• Your objective:
You are to retype all of the data exactly as it appears.

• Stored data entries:
■ ■ ■ ■
//! Backend-to-UI events and the error model shown in the status banner.

use std::path::PathBuf;

use client_core::{dashboard::Dashboard, navigation::Section, ClientError, Session};
use shared::{
    domain::{Contract, Invoice, Payment, Property, User},
    protocol::{EntityKind, TransitionAnalysis, TransitionOutcome},
};

/// One section's records as fetched from the backend.
#[derive(Debug, Clone)]
pub enum SectionData {
    Properties(Vec<Property>),
    Contracts(Vec<Contract>),
    Invoices(Vec<Invoice>),
    Payments(Vec<Payment>),
    Users(Vec<User>),
}

impl SectionData {
    pub fn section(&self) -> Section {
        match self {
            SectionData::Properties(_) => Section::Properties,
            SectionData::Contracts(_) => Section::Contracts,
            SectionData::Invoices(_) => Section::Invoices,
            SectionData::Payments(_) => Section::Payments,
            SectionData::Users(_) => Section::Users,
        }
    }

    pub fn len(&self) -> usize {
        match self {
            SectionData::Properties(items) => items.len(),
            SectionData::Contracts(items) => items.len(),
            SectionData::Invoices(items) => items.len(),
            SectionData::Payments(items) => items.len(),
            SectionData::Users(items) => items.len(),
        }
    }
}

pub enum UiEvent {
    Info(String),
    SignedIn(Session),
    /// No persisted session, or it was discarded.
    SignedOut,
    DashboardLoaded(Box<Dashboard>),
    SectionLoaded(SectionData),
    SectionFailed {
        section: Section,
        error: UiError,
    },
    TransitionAnalyzed {
        kind: EntityKind,
        id: i64,
        analysis: TransitionAnalysis,
    },
    TransitionExecuted {
        kind: EntityKind,
        id: i64,
        outcome: TransitionOutcome,
    },
    RecordSaved {
        section: Section,
        id: Option<i64>,
    },
    RecordDeleted {
        section: Section,
        id: i64,
    },
    ReportSaved(PathBuf),
    Error(UiError),
}

#[derive(Debug, Clone, Copy, PartialEq, Eq)]
pub enum UiErrorCategory {
    Auth,
    Transport,
    Validation,
    Unknown,
}

#[derive(Debug, Clone, Copy, PartialEq, Eq)]
pub enum UiErrorContext {
    BackendStartup,
    Login,
    Load,
    Save,
    Transition,
    Report,
    General,
}

#[derive(Debug, Clone)]
pub struct UiError {
    category: UiErrorCategory,
    context: UiErrorContext,
    message: String,
    reauth: bool,
}

impl UiError {
    pub fn from_client(context: UiErrorContext, err: &ClientError) -> Self {
        let category = match err {
            ClientError::NotAuthenticated
            | ClientError::SessionExpired
            | ClientError::Unauthorized(_)
            | ClientError::Forbidden(_) => UiErrorCategory::Auth,
            ClientError::Transport(_) => UiErrorCategory::Transport,
            ClientError::Server { status, .. } if matches!(status, 502..=504) => {
                UiErrorCategory::Transport
            }
            ClientError::Config(_)
            | ClientError::Validation(_)
            | ClientError::NotFound(_)
            | ClientError::Rejected { .. } => UiErrorCategory::Validation,
            _ => UiErrorCategory::Unknown,
        };
        Self {
            category,
            context,
            message: err.to_string(),
            reauth: err.requires_reauth(),
        }
    }

    /// For failures that never reached the client library, such as a dead
    /// worker thread.
    pub fn from_message(context: UiErrorContext, message: impl Into<String>) -> Self {
        let message = message.into();
        let lower = message.to_ascii_lowercase();
        let category = if lower.contains("session expired") || lower.contains("not signed in") {
            UiErrorCategory::Auth
        } else if lower.contains("disconnected")
            || lower.contains("connection")
            || lower.contains("timed out")
            || lower.contains("unreachable")
        {
            UiErrorCategory::Transport
        } else if lower.contains("invalid") || lower.contains("required") {
            UiErrorCategory::Validation
        } else {
            UiErrorCategory::Unknown
        };
        Self {
            category,
            context,
            message,
            reauth: category == UiErrorCategory::Auth,
        }
    }

    /// Whether the user has to sign in again. A 403 is an auth error but
    /// keeps the session.
    pub fn requires_reauth(&self) -> bool {
        self.reauth
    }

    pub fn category(&self) -> UiErrorCategory {
        self.category
    }

    pub fn context(&self) -> UiErrorContext {
        self.context
    }

    pub fn message(&self) -> &str {
        &self.message
    }

    pub fn label(&self) -> &'static str {
        match self.category {
            UiErrorCategory::Auth => "Authentication",
            UiErrorCategory::Transport => "Connection",
            UiErrorCategory::Validation => "Rejected",
            UiErrorCategory::Unknown => "Unexpected",
        }
    }
}

#[cfg(test)]
mod tests {
    use super::*;

    #[test]
    fn expired_sessions_send_the_user_back_to_login() {
        let err = UiError::from_client(UiErrorContext::Load, &ClientError::SessionExpired);
        assert_eq!(err.category(), UiErrorCategory::Auth);
        assert!(err.requires_reauth());
    }

    #[test]
    fn forbidden_is_auth_but_keeps_the_session() {
        let err = UiError::from_client(
            UiErrorContext::Load,
            &ClientError::Forbidden("solo administradores".into()),
        );
        assert_eq!(err.category(), UiErrorCategory::Auth);
        assert!(!err.requires_reauth());
        assert!(err.message().contains("solo administradores"));
    }

    #[test]
    fn backend_rejections_are_validation_errors() {
        let err = UiError::from_client(
            UiErrorContext::Transition,
            &ClientError::Rejected {
                status: 409,
                message: "contrato cancelado".into(),
            },
        );
        assert_eq!(err.category(), UiErrorCategory::Validation);
        assert_eq!(err.context(), UiErrorContext::Transition);
    }

    #[test]
    fn gateway_errors_count_as_connection_problems() {
        let err = UiError::from_client(
            UiErrorContext::Load,
            &ClientError::Server {
                status: 503,
                message: "Service Unavailable".into(),
            },
        );
        assert_eq!(err.category(), UiErrorCategory::Transport);

        let err = UiError::from_client(
            UiErrorContext::Load,
            &ClientError::Server {
                status: 500,
                message: "boom".into(),
            },
        );
        assert_eq!(err.category(), UiErrorCategory::Unknown);
    }

    #[test]
    fn classifies_worker_disconnect_as_transport_error() {
        let err = UiError::from_message(
            UiErrorContext::General,
            "Backend worker disconnected; restart the application",
        );
        assert_eq!(err.category(), UiErrorCategory::Transport);
        assert!(!err.requires_reauth());
    }
}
■ ■ ■ ■
• Exercise result:
//! Backend-to-UI events and the error model shown in the status banner.

use std::path::PathBuf;

use client_core::{dashboard::Dashboard, navigation::Section, ClientError, Session};
use shared::{
    domain::{Contract, Invoice, Payment, Property, User},
    protocol::{EntityKind, TransitionAnalysis, TransitionOutcome},
};

/// One section's records as fetched from the backend.
#[derive(Debug, Clone)]
pub enum SectionData {
    Properties(Vec<Property>),
    Contracts(Vec<Contract>),
    Invoices(Vec<Invoice>),
    Payments(Vec<Payment>),
    Users(Vec<User>),
}

impl SectionData {
    pub fn section(&self) -> Section {
        match self {
            SectionData::Properties(_) => Section::Properties,
            SectionData::Contracts(_) => Section::Contracts,
            SectionData::Invoices(_) => Section::Invoices,
            SectionData::Payments(_) => Section::Payments,
            SectionData::Users(_) => Section::Users,
        }
    }

    pub fn len(&self) -> usize {
        match self {
            SectionData::Properties(items) => items.len(),
            SectionData::Contracts(items) => items.len(),
            SectionData::Invoices(items) => items.len(),
            SectionData::Payments(items) => items.len(),
            SectionData::Users(items) => items.len(),
        }
    }
}

pub enum UiEvent {
    Info(String),
    SignedIn(Session),
    /// No persisted session, or it was discarded.
    SignedOut,
    DashboardLoaded(Box<Dashboard>),
    SectionLoaded(SectionData),
    SectionFailed {
        section: Section,
        error: UiError,
    },
    TransitionAnalyzed {
        kind: EntityKind,
        id: i64,
        analysis: TransitionAnalysis,
    },
    TransitionExecuted {
        kind: EntityKind,
        id: i64,
        outcome: TransitionOutcome,
    },
    RecordSaved {
        section: Section,
        id: Option<i64>,
    },
    RecordDeleted {
        section: Section,
        id: i64,
    },
    ReportSaved(PathBuf),
    Error(UiError),
}

#[derive(Debug, Clone, Copy, PartialEq, Eq)]
pub enum UiErrorCategory {
    Auth,
    Transport,
    Validation,
    Unknown,
}

#[derive(Debug, Clone, Copy, PartialEq, Eq)]
pub enum UiErrorContext {
    BackendStartup,
    Login,
    Load,
    Save,
    Transition,
    Report,
    General,
}

#[derive(Debug, Clone)]
pub struct UiError {
    category: UiErrorCategory,
    context: UiErrorContext,
    message: String,
    reauth: bool,
}

impl UiError {
    pub fn from_client(context: UiErrorContext, err: &ClientError) -> Self {
        let category = match err {
            ClientError::NotAuthenticated
            | ClientError::SessionExpired
            | ClientError::Unauthorized(_)
            | ClientError::Forbidden(_) => UiErrorCategory::Auth,
            ClientError::Transport(_) => UiErrorCategory::Transport,
            ClientError::Server { status, .. } if matches!(status, 502..=504) => {
                UiErrorCategory::Transport
            }
            ClientError::Config(_)
            | ClientError::Validation(_)
            | ClientError::NotFound(_)
            | ClientError::Rejected { .. } => UiErrorCategory::Validation,
            _ => UiErrorCategory::Unknown,
        };
        Self {
            category,
            context,
            message: err.to_string(),
            reauth: err.requires_reauth(),
        }
    }

    /// For failures that never reached the client library, such as a dead
    /// worker thread.
    pub fn from_message(context: UiErrorContext, message: impl Into<String>) -> Self {
        let message = message.into();
        let lower = message.to_ascii_lowercase();
        let category = if lower.contains("session expired") || lower.contains("not signed in") {
            UiErrorCategory::Auth
        } else if lower.contains("disconnected")
            || lower.contains("connection")
            || lower.contains("timed out")
            || lower.contains("unreachable")
        {
            UiErrorCategory::Transport
        } else if lower.contains("invalid") || lower.contains("required") {
            UiErrorCategory::Validation
        } else {
            UiErrorCategory::Unknown
        };
        Self {
            category,
            context,
            message,
            reauth: category == UiErrorCategory::Auth,
        }
    }

    /// Whether the user has to sign in again. A 403 is an auth error but
    /// keeps the session.
    pub fn requires_reauth(&self) -> bool {
        self.reauth
    }

    pub fn category(&self) -> UiErrorCategory {
        self.category
    }

    pub fn context(&self) -> UiErrorContext {
        self.context
    }

    pub fn message(&self) -> &str {
        &self.message
    }

    pub fn label(&self) -> &'static str {
        match self.category {
            UiErrorCategory::Auth => "Authentication",
            UiErrorCategory::Transport => "Connection",
            UiErrorCategory::Validation => "Rejected",
            UiErrorCategory::Unknown => "Unexpected",
        }
    }
}

#[cfg(test)]
mod tests {
    use super::*;

    #[test]
    fn expired_sessions_send_the_user_back_to_login() {
        let err = UiError::from_client(UiErrorContext::Load, &ClientError::SessionExpired);
        assert_eq!(err.category(), UiErrorCategory::Auth);
        assert!(err.requires_reauth());
    }

    #[test]
    fn forbidden_is_auth_but_keeps_the_session() {
        let err = UiError::from_client(
            UiErrorContext::Load,
            &ClientError::Forbidden("solo administradores".into()),
        );
        assert_eq!(err.category(), UiErrorCategory::Auth);
        assert!(!err.requires_reauth());
        assert!(err.message().contains("solo administradores"));
    }

    #[test]
    fn backend_rejections_are_validation_errors() {
        let err = UiError::from_client(
            UiErrorContext::Transition,
            &ClientError::Rejected {
                status: 409,
                message: "contrato cancelado".into(),
            },
        );
        assert_eq!(err.category(), UiErrorCategory::Validation);
        assert_eq!(err.context(), UiErrorContext::Transition);
    }

    #[test]
    fn gateway_errors_count_as_connection_problems() {
        let err = UiError::from_client(
            UiErrorContext::Load,
            &ClientError::Server {
                status: 503,
                message: "Service Unavailable".into(),
            },
        );
        assert_eq!(err.category(), UiErrorCategory::Transport);

        let err = UiError::from_client(
            UiErrorContext::Load,
            &ClientError::Server {
                status: 500,
                message: "boom".into(),
            },
        );
        assert_eq!(err.category(), UiErrorCategory::Unknown);
    }

    #[test]
    fn classifies_worker_disconnect_as_transport_error() {
        let err = UiError::from_message(
            UiErrorContext::General,
            "Backend worker disconnected; restart the application",
        );
        assert_eq!(err.category(), UiErrorCategory::Transport);
        assert!(!err.requires_reauth());
    }
}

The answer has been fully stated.